Friday, October 3, 2025

Unachievable In The Present

     “[I]t is not real, you know. It is not stable, not solid—nothing is. Things change, change. You cannot have anything. . . . And least of all can you have the present, unless you accept with it the past and the future. Not only the past but also the future, not only the future but also the past! Because they are real: only their reality makes the present real.” [Ursula Le Guin, The Dispossessed]

     Probably the most important fact, in a space-time continuum filled with facts of every kind, is that things change. Everything. Le Guin’s insight above is fundamental to all kinds of thinking. The past is real; we experienced it, we remember it, and we can see its consequences around us. The future, too, is real; we plan for it, however ineptly, and work to achieve it according to our values, priorities, and understanding of cause and effect. But the present is more ephemeral than the mayfly. It’s gone before we can finish pronouncing its name.

     (I’m not endorsing the Anarrestis’ hostility to property here. That was Le Guin’s fictional device to create the contrasts and clashes that animated the novel. It’s a fine tale, but an anarcho-syndicalist society in which property is completely abjured would be less stable than communist egalitarianism. History has spoken on this subject. So have I.)

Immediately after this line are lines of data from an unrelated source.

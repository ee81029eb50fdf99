//! Login attempt state machine.

/// How a completed attempt ended.
#[derive(Debug, Clone, Copy, PartialEq, Eq)]
pub enum FlowOutcome {
    /// A session was established.
    Success,
    /// The attempt failed or approval was declined.
    Failure,
}

/// Progress of a single login attempt.
///
/// States only move forward:
/// `Idle -> TokenRequested -> AwaitingApproval -> SessionRequested -> UserRequested -> Completed`.
/// Any in-progress state may jump straight to `Completed(Failure)`.
#[derive(Debug, Clone, PartialEq, Eq, Default)]
pub enum FlowState {
    /// Not started.
    #[default]
    Idle,
    /// Waiting for a new request token.
    TokenRequested,
    /// Waiting for the human to approve the token.
    AwaitingApproval {
        /// The URL handed to the approver.
        authorization_url: String,
    },
    /// Exchanging the approved token for a session.
    SessionRequested,
    /// Looking up the account id.
    UserRequested,
    /// Terminal state.
    Completed(FlowOutcome),
}

impl FlowState {
    const fn rank(&self) -> u8 {
        match self {
            Self::Idle => 0,
            Self::TokenRequested => 1,
            Self::AwaitingApproval { .. } => 2,
            Self::SessionRequested => 3,
            Self::UserRequested => 4,
            Self::Completed(_) => 5,
        }
    }

    /// Check whether moving to `next` is a legal transition.
    #[must_use]
    pub const fn can_advance_to(&self, next: &Self) -> bool {
        match (self, next) {
            (Self::Completed(_), _) => false,
            (Self::Idle, Self::Completed(_)) => false,
            (_, Self::Completed(FlowOutcome::Failure)) => true,
            (Self::UserRequested, Self::Completed(FlowOutcome::Success)) => true,
            (_, Self::Completed(FlowOutcome::Success)) => false,
            _ => next.rank() == self.rank() + 1,
        }
    }

    /// Check if the attempt is in progress.
    #[must_use]
    pub const fn is_in_progress(&self) -> bool {
        !matches!(self, Self::Idle | Self::Completed(_))
    }

    /// Check if the attempt completed (success or failure).
    #[must_use]
    pub const fn is_finished(&self) -> bool {
        matches!(self, Self::Completed(_))
    }

    /// Get a user-friendly status line.
    #[must_use]
    pub const fn message(&self) -> &str {
        match self {
            Self::Idle => "Ready to log in",
            Self::TokenRequested => "Requesting token...",
            Self::AwaitingApproval { .. } => "Waiting for approval in browser...",
            Self::SessionRequested => "Creating session...",
            Self::UserRequested => "Fetching account...",
            Self::Completed(FlowOutcome::Success) => "Login successful",
            Self::Completed(FlowOutcome::Failure) => "Login failed",
        }
    }
}
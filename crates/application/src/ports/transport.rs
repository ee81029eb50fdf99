//! Transport port

use std::collections::BTreeMap;
use std::future::Future;
use std::pin::Pin;

use reelpass_domain::{AuthError, Endpoint};
use serde_json::Value;
use thiserror::Error;

/// Query parameters for a call, in stable order.
pub type Parameters = BTreeMap<String, String>;

/// Errors that can occur while talking to the service.
#[derive(Debug, Clone, PartialEq, Eq, Error)]
pub enum TransportError {
    /// The request timed out.
    #[error("request timed out after {timeout_ms}ms")]
    Timeout {
        /// The configured timeout.
        timeout_ms: u64,
    },

    /// Could not connect to the server.
    #[error("connection failed: {0}")]
    ConnectionFailed(String),

    /// The request URL could not be built.
    #[error("invalid URL: {0}")]
    InvalidUrl(String),

    /// The server answered with an error status and a non-JSON body.
    #[error("HTTP {status}: {body}")]
    Status {
        /// HTTP status code.
        status: u16,
        /// Response body, possibly truncated.
        body: String,
    },

    /// The response body is not JSON.
    #[error("invalid response body: {0}")]
    InvalidBody(String),

    /// Other error.
    #[error("{0}")]
    Other(String),
}

impl From<TransportError> for AuthError {
    fn from(error: TransportError) -> Self {
        match error {
            TransportError::InvalidBody(message) => Self::Parse { message },
            other => Self::transport(other),
        }
    }
}

/// Port for calling the remote service.
///
/// Implementations perform one request per call and never retry.
pub trait Transport: Send + Sync {
    /// Call `endpoint` with `parameters` and return the parsed JSON body.
    ///
    /// # Errors
    ///
    /// Returns a `TransportError` if the request cannot be completed or the
    /// body is not JSON.
    fn call<'a>(
        &'a self,
        endpoint: Endpoint,
        parameters: &'a Parameters,
    ) -> Pin<Box<dyn Future<Output = Result<Value, TransportError>> + Send + 'a>>;
}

     Yet everyone seeks stability. Stable homes, stable incomes, stable relationships, and stable societies with stable laws and customs. It seems to be a consequence of Man’s nature as a “project pursuer.” (Cf. Loren Lomasky.) For every project aims at an end state, with all that implies. Yet upon the instant that end state is achieved, it begins to change. There’s no escaping it.

     If any kind of stability is achievable, it must be one in which the dynamics of time and change actually work to preserve it. However, while we can theorize about such a dynamic stability, we haven’t any idea about how to produce it. Among other things, we cannot answer the question “Just what would that variety of ‘stability’ actually stabilize? What aspects of it would not change?”

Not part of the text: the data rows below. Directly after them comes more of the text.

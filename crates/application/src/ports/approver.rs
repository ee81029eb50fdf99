//! Interactive approval port

use std::future::Future;
use std::pin::Pin;

use reelpass_domain::{ApprovalOutcome, Credentials, RequestToken};

/// What the approver needs to show or act on.
#[derive(Debug, Clone, Copy)]
pub struct ApprovalRequest<'a> {
    /// Page where the request token is approved.
    pub authorization_url: &'a str,
    /// The token awaiting approval.
    pub request_token: &'a RequestToken,
    /// The credentials of the current attempt.
    pub credentials: &'a Credentials,
}

/// Port for the step where a human approves the request token.
///
/// The future may stay pending for as long as the human takes; there is no
/// built-in timeout.
pub trait Approver: Send + Sync {
    /// Present the approval page and resolve once the human is done.
    fn present_approval<'a>(
        &'a self,
        request: ApprovalRequest<'a>,
    ) -> Pin<Box<dyn Future<Output = ApprovalOutcome> + Send + 'a>>;
}
//! Layered settings loading.
//!
//! Built-in defaults come first, then an optional TOML file, then
//! `REELPASS_*` environment variables.

use std::collections::HashMap;
use std::path::Path;

use config::{Config, Environment, File, FileFormat};
use reelpass_domain::{AuthSettings, DomainError};
use thiserror::Error;
use tracing::debug;

/// Prefix of the environment variables read by the loader.
pub const ENV_PREFIX: &str = "REELPASS";

/// Errors raised while loading settings.
#[derive(Debug, Error)]
pub enum SettingsError {
    /// A source could not be read or deserialized.
    #[error("failed to load settings: {0}")]
    Config(#[from] config::ConfigError),

    /// The merged settings are unusable.
    #[error("invalid settings: {0}")]
    Invalid(#[from] DomainError),
}

/// Load settings from `path` (if given) and the process environment.
///
/// # Errors
///
/// Returns an error if the file is missing or malformed, or if the merged
/// settings fail validation.
pub fn load_settings(path: Option<&Path>) -> Result<AuthSettings, SettingsError> {
    load_settings_from(path, Environment::with_prefix(ENV_PREFIX))
}

/// Load settings with an explicit environment source.
///
/// # Errors
///
/// See [`load_settings`].
pub fn load_settings_from(
    path: Option<&Path>,
    environment: Environment,
) -> Result<AuthSettings, SettingsError> {
    let mut builder = Config::builder();
    if let Some(path) = path {
        debug!(path = %path.display(), "reading settings file");
        builder = builder.add_source(File::from(path).format(FileFormat::Toml).required(true));
    }
    let settings: AuthSettings = builder
        .add_source(environment.try_parsing(true))
        .build()?
        .try_deserialize()?;

    settings.validate()?;
    Ok(settings)
}

/// Environment source backed by a fixed map instead of the process.
#[must_use]
pub fn environment_from(vars: HashMap<String, String>) -> Environment {
    Environment::with_prefix(ENV_PREFIX).source(Some(vars))
}
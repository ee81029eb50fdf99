//! Transport implementation using reqwest.
//!
//! This adapter implements the `Transport` port against TheMovieDB REST API.
//! Every call is a GET with the parameters and the API key in the query
//! string, and the body is parsed as JSON.

use std::future::Future;
use std::pin::Pin;
use std::time::Duration;

use reelpass_application::ports::{Parameters, Transport, TransportError};
use reelpass_domain::{AuthSettings, Endpoint};
use reqwest::{Client, Url};
use serde_json::Value;
use tracing::debug;

/// Query parameter carrying the API key.
const API_KEY_PARAM: &str = "api_key";

/// Longest error body kept in `TransportError::Status`.
const MAX_ERROR_BODY: usize = 512;

/// Transport implementation using reqwest.
pub struct ReqwestTransport {
    client: Client,
    api_base_url: String,
    api_key: String,
    timeout_ms: u64,
}

impl ReqwestTransport {
    /// Creates a new transport from validated settings.
    ///
    /// # Errors
    ///
    /// Returns an error if the client cannot be created.
    pub fn new(settings: &AuthSettings) -> Result<Self, TransportError> {
        let client = Client::builder()
            .user_agent(concat!("reelpass/", env!("CARGO_PKG_VERSION")))
            .timeout(Duration::from_millis(settings.timeout_ms))
            .build()
            .map_err(|e| TransportError::Other(e.to_string()))?;

        Ok(Self::with_client(client, settings))
    }

    /// Creates a new transport around a custom reqwest client.
    #[must_use]
    pub fn with_client(client: Client, settings: &AuthSettings) -> Self {
        Self {
            client,
            api_base_url: settings.api_base_url.trim_end_matches('/').to_string(),
            api_key: settings.api_key.clone(),
            timeout_ms: settings.timeout_ms,
        }
    }

    /// Builds the full request URL for `endpoint`.
    fn endpoint_url(&self, endpoint: Endpoint, parameters: &Parameters) -> Result<Url, TransportError> {
        let raw = format!("{}{}", self.api_base_url, endpoint.path());
        let mut url = Url::parse(&raw).map_err(|e| TransportError::InvalidUrl(format!("{e}: {raw}")))?;
        {
            let mut query = url.query_pairs_mut();
            query.append_pair(API_KEY_PARAM, &self.api_key);
            for (name, value) in parameters {
                query.append_pair(name, value);
            }
        }
        Ok(url)
    }

    /// Maps reqwest errors to `TransportError`.
    ///
    /// The request URL is stripped first: its query holds the API key and,
    /// for login validation, the password.
    fn map_error(error: reqwest::Error, timeout_ms: u64) -> TransportError {
        if error.is_timeout() {
            return TransportError::Timeout { timeout_ms };
        }

        let host = error
            .url()
            .and_then(|u| u.host_str().map(ToString::to_string))
            .unwrap_or_else(|| "unknown".to_string());
        let error = error.without_url();

        if error.is_connect() {
            return TransportError::ConnectionFailed(format!("{host}: {error}"));
        }

        if error.is_builder() {
            return TransportError::InvalidUrl(error.to_string());
        }

        TransportError::Other(error.to_string())
    }

    /// Interprets a response body according to its HTTP status.
    ///
    /// Error statuses whose body carries an integer `status_code` are passed
    /// through so the service's own code and message reach the caller. Any
    /// other error body becomes `TransportError::Status`.
    fn interpret(status: u16, body: &[u8]) -> Result<Value, TransportError> {
        let parsed = serde_json::from_slice::<Value>(body);
        if (200..300).contains(&status) {
            return parsed.map_err(|e| TransportError::InvalidBody(e.to_string()));
        }
        match parsed {
            Ok(value) if value.get("status_code").is_some_and(Value::is_i64) => Ok(value),
            _ => {
                let text = String::from_utf8_lossy(body);
                let body = text.chars().take(MAX_ERROR_BODY).collect();
                Err(TransportError::Status { status, body })
            }
        }
    }
}

impl Transport for ReqwestTransport {
    fn call<'a>(
        &'a self,
        endpoint: Endpoint,
        parameters: &'a Parameters,
    ) -> Pin<Box<dyn Future<Output = Result<Value, TransportError>> + Send + 'a>> {
        Box::pin(async move {
            let url = self.endpoint_url(endpoint, parameters)?;
            debug!(endpoint = endpoint.name(), "sending request");

            let response = self
                .client
                .get(url)
                .header("Accept", "application/json")
                .send()
                .await
                .map_err(|e| Self::map_error(e, self.timeout_ms))?;

            let status = response.status().as_u16();
            let body = response
                .bytes()
                .await
                .map_err(|e| {
                    TransportError::Other(format!("Failed to read body: {}", e.without_url()))
                })?;

            debug!(endpoint = endpoint.name(), status, bytes = body.len(), "response received");
            Self::interpret(status, &body)
        })
    }
}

     The freedom advocate faces an unpleasant reality:

Free Societies Don’t Remain Free For Long.

     Freedom in these United States lasted roughly until 1900. For the century-plus from the Founding to the Oklahoma Land Rush, there was a frontier to which people unsatisfied with the constraints of “civilization” could escape. The availability of that frontier was critical to freedom elsewhere, for politicians and their hangers-on had to remain aware that they were escapable. Once America’s land frontier was closed, the State could advance upon us, gradually whittling away our supposedly guaranteed rights.

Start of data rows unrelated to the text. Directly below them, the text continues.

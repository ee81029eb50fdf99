//! Login handshake use case.
//!
//! A login attempt runs four stages in strict order, each one fed by the
//! previous stage's output:
//!
//! 1. request a new token
//! 2. have the human approve it
//! 3. exchange the approved token for a session
//! 4. look up the account id for the session
//!
//! The first failure ends the attempt. A missing account id in stage 4 is the
//! one exception: the attempt still succeeds without a user id.

use std::sync::Arc;

use reelpass_domain::{
    ApprovalOutcome, AuthError, AuthorizationPage, Credentials, Endpoint, FlowOutcome, FlowResult,
    FlowState, RequestToken, SessionId, UserId,
};
use serde_json::Value;
use tokio::sync::mpsc;
use tokio::task::JoinHandle;
use tracing::{debug, info, warn};

use crate::ports::{
    ApprovalRequest, Approver, CancellationReceiver, Parameters, Transport,
};

/// Parameter carrying the request token.
const REQUEST_TOKEN_PARAM: &str = "request_token";

/// Parameter carrying the session id.
const SESSION_ID_PARAM: &str = "session_id";

/// Use case for establishing an authenticated session.
///
/// The flow itself holds no per-attempt state, so one instance can serve
/// any number of attempts; each attempt owns its own token and session.
///
/// # Example
///
/// ```ignore
/// let flow = Arc::new(AuthenticationFlow::new(transport, approver, page));
/// let (cancel, receiver) = CancellationToken::new();
/// flow.authenticate(credentials, receiver, |result| println!("{result:?}"));
/// ```
pub struct AuthenticationFlow<T: Transport, A: Approver> {
    transport: Arc<T>,
    approver: Arc<A>,
    page: AuthorizationPage,
    progress: Option<mpsc::UnboundedSender<FlowState>>,
}

impl<T: Transport, A: Approver> AuthenticationFlow<T, A> {
    /// Creates a new flow over the given transport and approver.
    #[must_use]
    pub const fn new(transport: Arc<T>, approver: Arc<A>, page: AuthorizationPage) -> Self {
        Self {
            transport,
            approver,
            page,
            progress: None,
        }
    }

    /// Publish every state transition to `sender`.
    #[must_use]
    pub fn with_progress(mut self, sender: mpsc::UnboundedSender<FlowState>) -> Self {
        self.progress = Some(sender);
        self
    }

    /// Runs one login attempt to completion.
    pub async fn run(&self, credentials: &Credentials) -> FlowResult {
        let mut tracker = StateTracker::new(self.progress.clone());

        let result = match self.pipeline(credentials, &mut tracker).await {
            Ok(result) => result,
            Err(reason) => {
                warn!(error = %reason, "login failed");
                FlowResult::Failure { reason }
            }
        };

        let outcome = if result.is_success() {
            FlowOutcome::Success
        } else {
            FlowOutcome::Failure
        };
        tracker.advance(FlowState::Completed(outcome));
        result
    }

    /// Runs one login attempt unless the host cancels it first.
    ///
    /// Returns `None` when cancelled. Whatever stage was in flight is
    /// dropped along with any result it would have produced.
    pub async fn run_with_cancellation(
        &self,
        credentials: &Credentials,
        mut cancel: CancellationReceiver,
    ) -> Option<FlowResult> {
        tokio::select! {
            biased;
            () = cancel.cancelled() => {
                info!("login cancelled by host");
                None
            }
            result = self.run(credentials) => Some(result),
        }
    }

    /// Starts a login attempt in the background.
    ///
    /// `on_complete` runs exactly once with the result, or never if the
    /// attempt is cancelled through `cancel`.
    pub fn authenticate<F>(
        self: Arc<Self>,
        credentials: Credentials,
        cancel: CancellationReceiver,
        on_complete: F,
    ) -> JoinHandle<()>
    where
        T: 'static,
        A: 'static,
        F: FnOnce(FlowResult) + Send + 'static,
    {
        tokio::spawn(async move {
            if let Some(result) = self.run_with_cancellation(&credentials, cancel).await {
                on_complete(result);
            }
        })
    }

    async fn pipeline(
        &self,
        credentials: &Credentials,
        tracker: &mut StateTracker,
    ) -> Result<FlowResult, AuthError> {
        tracker.advance(FlowState::TokenRequested);
        let token = self.request_token().await?;

        let authorization_url = self.page.url_for(&token).to_string();
        tracker.advance(FlowState::AwaitingApproval {
            authorization_url: authorization_url.clone(),
        });
        self.await_approval(&authorization_url, &token, credentials)
            .await?;

        tracker.advance(FlowState::SessionRequested);
        let session_id = self.create_session(&token).await?;

        tracker.advance(FlowState::UserRequested);
        let user_id = match self.resolve_user(&session_id).await {
            Ok(user_id) => Some(user_id),
            Err(AuthError::MissingField { field }) => {
                warn!(field, "account response has no id, continuing without it");
                None
            }
            Err(e) => return Err(e),
        };

        info!(
            session = %session_id.preview(),
            user_id = ?user_id.map(|id| id.0),
            "login complete"
        );
        Ok(FlowResult::Success {
            session_id,
            user_id,
        })
    }

    async fn request_token(&self) -> Result<RequestToken, AuthError> {
        let body = self.call(Endpoint::RequestTokenNew, Parameters::new()).await?;
        let token = Endpoint::decode_request_token(&body)?;
        info!(token = %token.preview(), "request token issued");
        Ok(token)
    }

    async fn await_approval(
        &self,
        authorization_url: &str,
        token: &RequestToken,
        credentials: &Credentials,
    ) -> Result<(), AuthError> {
        debug!(token = %token.preview(), "waiting for approval");
        let request = ApprovalRequest {
            authorization_url,
            request_token: token,
            credentials,
        };
        match self.approver.present_approval(request).await {
            ApprovalOutcome::Approved => {
                info!("request token approved");
                Ok(())
            }
            ApprovalOutcome::Cancelled => Err(AuthError::AuthorizationDeclined),
        }
    }

    async fn create_session(&self, token: &RequestToken) -> Result<SessionId, AuthError> {
        let parameters = Parameters::from([(
            REQUEST_TOKEN_PARAM.to_string(),
            token.as_str().to_string(),
        )]);
        let body = self.call(Endpoint::SessionNew, parameters).await?;
        let session_id = Endpoint::decode_session(&body)?;
        info!(session = %session_id.preview(), "session created");
        Ok(session_id)
    }

    async fn resolve_user(&self, session_id: &SessionId) -> Result<UserId, AuthError> {
        let parameters = Parameters::from([(
            SESSION_ID_PARAM.to_string(),
            session_id.as_str().to_string(),
        )]);
        let body = self.call(Endpoint::Account, parameters).await?;
        Endpoint::decode_account(&body)
    }

    async fn call(&self, endpoint: Endpoint, parameters: Parameters) -> Result<Value, AuthError> {
        debug!(endpoint = endpoint.name(), "calling service");
        self.transport
            .call(endpoint, &parameters)
            .await
            .map_err(AuthError::from)
    }
}

/// Tracks the state of one attempt and publishes transitions.
struct StateTracker {
    state: FlowState,
    progress: Option<mpsc::UnboundedSender<FlowState>>,
}

impl StateTracker {
    const fn new(progress: Option<mpsc::UnboundedSender<FlowState>>) -> Self {
        Self {
            state: FlowState::Idle,
            progress,
        }
    }

    fn advance(&mut self, next: FlowState) {
        debug_assert!(
            self.state.can_advance_to(&next),
            "illegal transition {:?} -> {:?}",
            self.state,
            next
        );
        debug!(from = ?self.state, to = ?next, "flow state");
        if let Some(progress) = &self.progress {
            // A closed channel only means nobody is watching.
            let _ = progress.send(next.clone());
        }
        self.state = next;
    }
}
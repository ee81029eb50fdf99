//! Login handshake for TheMovieDB.
//!
//! This module provides:
//! - The `AuthenticationFlow` use case that drives token, approval, session and account stages
//! - Cancellation and progress reporting for in-flight attempts

mod flow;

pub use flow::AuthenticationFlow;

     Today, freedom is only a memory. All human action is hemmed in by laws, regulations, taxes, and the efforts of busybodies everywhere to compel us to conform. As C. S. Lewis put it in Screwtape Proposes a Toast:

     Hidden in the heart of this striving for Liberty there was also a deep hatred of personal freedom. That invaluable man Rousseau first revealed it. In his perfect democracy, you remember, only the state religion is permitted, slavery is restored, and the individual is told that he has really willed (though he didn’t know it) whatever the Government tells him to do. From that starting point, via Hegel (another indispensable propagandist on our side) we easily contrived both the Nazi and the Communist state. Even in England we were pretty successful. I heard the other day that in that country a man could not, without a permit, cut down his own tree with his own axe, make it into planks with his own saw, and use the planks to build a tool-shed in his own garden.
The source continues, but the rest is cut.